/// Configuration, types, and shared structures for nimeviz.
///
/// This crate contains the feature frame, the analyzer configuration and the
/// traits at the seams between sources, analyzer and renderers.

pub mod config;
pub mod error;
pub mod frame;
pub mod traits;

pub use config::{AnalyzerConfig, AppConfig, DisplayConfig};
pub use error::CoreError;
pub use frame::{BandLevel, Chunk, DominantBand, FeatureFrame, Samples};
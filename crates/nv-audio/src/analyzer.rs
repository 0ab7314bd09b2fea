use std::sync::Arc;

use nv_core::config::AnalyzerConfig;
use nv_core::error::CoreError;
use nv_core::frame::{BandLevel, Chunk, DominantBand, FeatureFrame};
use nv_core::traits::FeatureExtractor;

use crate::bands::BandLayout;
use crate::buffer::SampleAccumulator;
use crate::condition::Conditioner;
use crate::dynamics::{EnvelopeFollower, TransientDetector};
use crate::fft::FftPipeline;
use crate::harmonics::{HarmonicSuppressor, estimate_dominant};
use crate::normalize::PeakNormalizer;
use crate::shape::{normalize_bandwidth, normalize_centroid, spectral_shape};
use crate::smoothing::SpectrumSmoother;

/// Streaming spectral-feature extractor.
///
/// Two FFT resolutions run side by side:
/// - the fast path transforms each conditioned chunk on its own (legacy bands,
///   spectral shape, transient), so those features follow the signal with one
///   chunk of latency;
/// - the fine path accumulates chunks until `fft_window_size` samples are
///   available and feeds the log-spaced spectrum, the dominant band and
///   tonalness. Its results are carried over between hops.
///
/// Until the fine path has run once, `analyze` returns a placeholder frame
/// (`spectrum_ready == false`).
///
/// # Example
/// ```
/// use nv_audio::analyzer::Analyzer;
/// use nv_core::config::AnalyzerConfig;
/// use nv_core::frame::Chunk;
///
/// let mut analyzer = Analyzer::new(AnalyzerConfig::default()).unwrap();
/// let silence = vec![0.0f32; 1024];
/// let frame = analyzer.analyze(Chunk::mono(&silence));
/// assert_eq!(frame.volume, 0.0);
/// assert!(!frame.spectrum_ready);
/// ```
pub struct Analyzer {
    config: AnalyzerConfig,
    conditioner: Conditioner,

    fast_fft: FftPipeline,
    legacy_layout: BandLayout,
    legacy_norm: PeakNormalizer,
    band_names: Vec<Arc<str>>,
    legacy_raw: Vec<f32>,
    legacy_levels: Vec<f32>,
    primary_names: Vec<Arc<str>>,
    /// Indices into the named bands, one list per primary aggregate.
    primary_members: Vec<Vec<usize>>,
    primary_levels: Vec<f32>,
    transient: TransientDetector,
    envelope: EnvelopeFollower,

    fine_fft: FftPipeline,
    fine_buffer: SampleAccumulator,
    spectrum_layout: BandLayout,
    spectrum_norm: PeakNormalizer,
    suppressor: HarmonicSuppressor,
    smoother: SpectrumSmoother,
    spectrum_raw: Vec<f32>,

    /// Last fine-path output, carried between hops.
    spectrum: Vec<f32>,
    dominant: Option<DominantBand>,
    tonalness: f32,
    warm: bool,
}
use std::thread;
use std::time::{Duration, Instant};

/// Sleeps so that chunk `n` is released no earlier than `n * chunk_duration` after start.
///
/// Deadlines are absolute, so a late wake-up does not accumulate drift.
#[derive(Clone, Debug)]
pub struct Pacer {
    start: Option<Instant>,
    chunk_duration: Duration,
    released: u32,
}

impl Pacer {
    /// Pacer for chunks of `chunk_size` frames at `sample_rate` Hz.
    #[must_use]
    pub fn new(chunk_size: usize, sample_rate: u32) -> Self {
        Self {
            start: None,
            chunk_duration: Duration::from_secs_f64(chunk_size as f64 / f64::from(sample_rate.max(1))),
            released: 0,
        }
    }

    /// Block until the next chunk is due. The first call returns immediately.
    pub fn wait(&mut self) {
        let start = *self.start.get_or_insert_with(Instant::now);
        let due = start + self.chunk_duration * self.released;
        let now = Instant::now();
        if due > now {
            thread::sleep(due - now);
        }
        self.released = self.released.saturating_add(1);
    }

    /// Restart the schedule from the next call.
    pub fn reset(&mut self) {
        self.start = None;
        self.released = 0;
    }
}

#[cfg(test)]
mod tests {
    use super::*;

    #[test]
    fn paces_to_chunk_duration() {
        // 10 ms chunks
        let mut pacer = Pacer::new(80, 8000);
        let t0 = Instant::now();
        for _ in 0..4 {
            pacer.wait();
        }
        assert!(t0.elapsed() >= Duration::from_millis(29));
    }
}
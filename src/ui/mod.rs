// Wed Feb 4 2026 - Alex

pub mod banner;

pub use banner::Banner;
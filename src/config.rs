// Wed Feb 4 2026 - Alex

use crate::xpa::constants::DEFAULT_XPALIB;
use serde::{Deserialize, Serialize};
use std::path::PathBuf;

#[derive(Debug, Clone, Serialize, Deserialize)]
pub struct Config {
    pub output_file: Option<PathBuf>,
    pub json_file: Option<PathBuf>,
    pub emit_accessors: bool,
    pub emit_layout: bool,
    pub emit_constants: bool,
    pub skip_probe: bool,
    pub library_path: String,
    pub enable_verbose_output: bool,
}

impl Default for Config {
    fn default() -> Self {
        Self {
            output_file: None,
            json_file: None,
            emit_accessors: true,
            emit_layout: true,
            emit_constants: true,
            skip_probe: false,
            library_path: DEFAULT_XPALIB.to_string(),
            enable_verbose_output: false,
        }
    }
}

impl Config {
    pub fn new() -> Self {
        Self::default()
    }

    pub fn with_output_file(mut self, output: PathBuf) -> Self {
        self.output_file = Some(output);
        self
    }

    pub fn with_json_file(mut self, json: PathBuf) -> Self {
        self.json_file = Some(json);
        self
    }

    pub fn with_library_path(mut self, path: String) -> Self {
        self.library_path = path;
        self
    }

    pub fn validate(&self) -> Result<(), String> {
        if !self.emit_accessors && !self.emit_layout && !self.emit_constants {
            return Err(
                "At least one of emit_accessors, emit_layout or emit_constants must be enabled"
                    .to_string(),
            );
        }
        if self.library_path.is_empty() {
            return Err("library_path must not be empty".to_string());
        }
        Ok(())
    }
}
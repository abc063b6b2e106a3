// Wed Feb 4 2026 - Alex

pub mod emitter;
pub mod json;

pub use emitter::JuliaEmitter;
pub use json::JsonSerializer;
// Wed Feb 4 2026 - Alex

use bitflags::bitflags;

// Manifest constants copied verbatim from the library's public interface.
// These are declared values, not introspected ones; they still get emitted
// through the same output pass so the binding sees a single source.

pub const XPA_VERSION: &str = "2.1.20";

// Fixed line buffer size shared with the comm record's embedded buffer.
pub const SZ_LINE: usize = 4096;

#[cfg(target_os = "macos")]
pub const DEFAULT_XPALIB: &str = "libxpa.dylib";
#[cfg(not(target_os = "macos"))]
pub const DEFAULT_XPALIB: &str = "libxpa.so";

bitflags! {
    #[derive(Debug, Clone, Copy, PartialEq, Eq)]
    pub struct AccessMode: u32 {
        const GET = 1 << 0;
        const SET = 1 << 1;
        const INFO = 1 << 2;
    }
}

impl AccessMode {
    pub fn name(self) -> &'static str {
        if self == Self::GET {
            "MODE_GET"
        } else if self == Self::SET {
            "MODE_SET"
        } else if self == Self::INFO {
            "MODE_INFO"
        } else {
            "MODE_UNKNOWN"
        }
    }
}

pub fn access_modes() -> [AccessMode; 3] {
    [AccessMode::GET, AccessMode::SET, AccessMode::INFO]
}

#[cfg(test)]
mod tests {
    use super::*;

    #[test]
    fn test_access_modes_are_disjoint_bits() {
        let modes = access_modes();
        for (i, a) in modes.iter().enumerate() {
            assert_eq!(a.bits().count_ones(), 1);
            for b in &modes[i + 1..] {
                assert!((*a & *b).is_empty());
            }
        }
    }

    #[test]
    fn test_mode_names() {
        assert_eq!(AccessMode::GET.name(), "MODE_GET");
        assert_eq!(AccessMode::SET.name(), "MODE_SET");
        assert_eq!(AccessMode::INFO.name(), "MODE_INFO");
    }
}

● REQUIRED WORK
Locate the word "Option" in the data above. Copy every line carrying it.

● ANSWER TO THIS PROBLEM
    dominant: Option<DominantBand>,
    start: Option<Instant>,
    pub output_file: Option<PathBuf>,
    pub json_file: Option<PathBuf>,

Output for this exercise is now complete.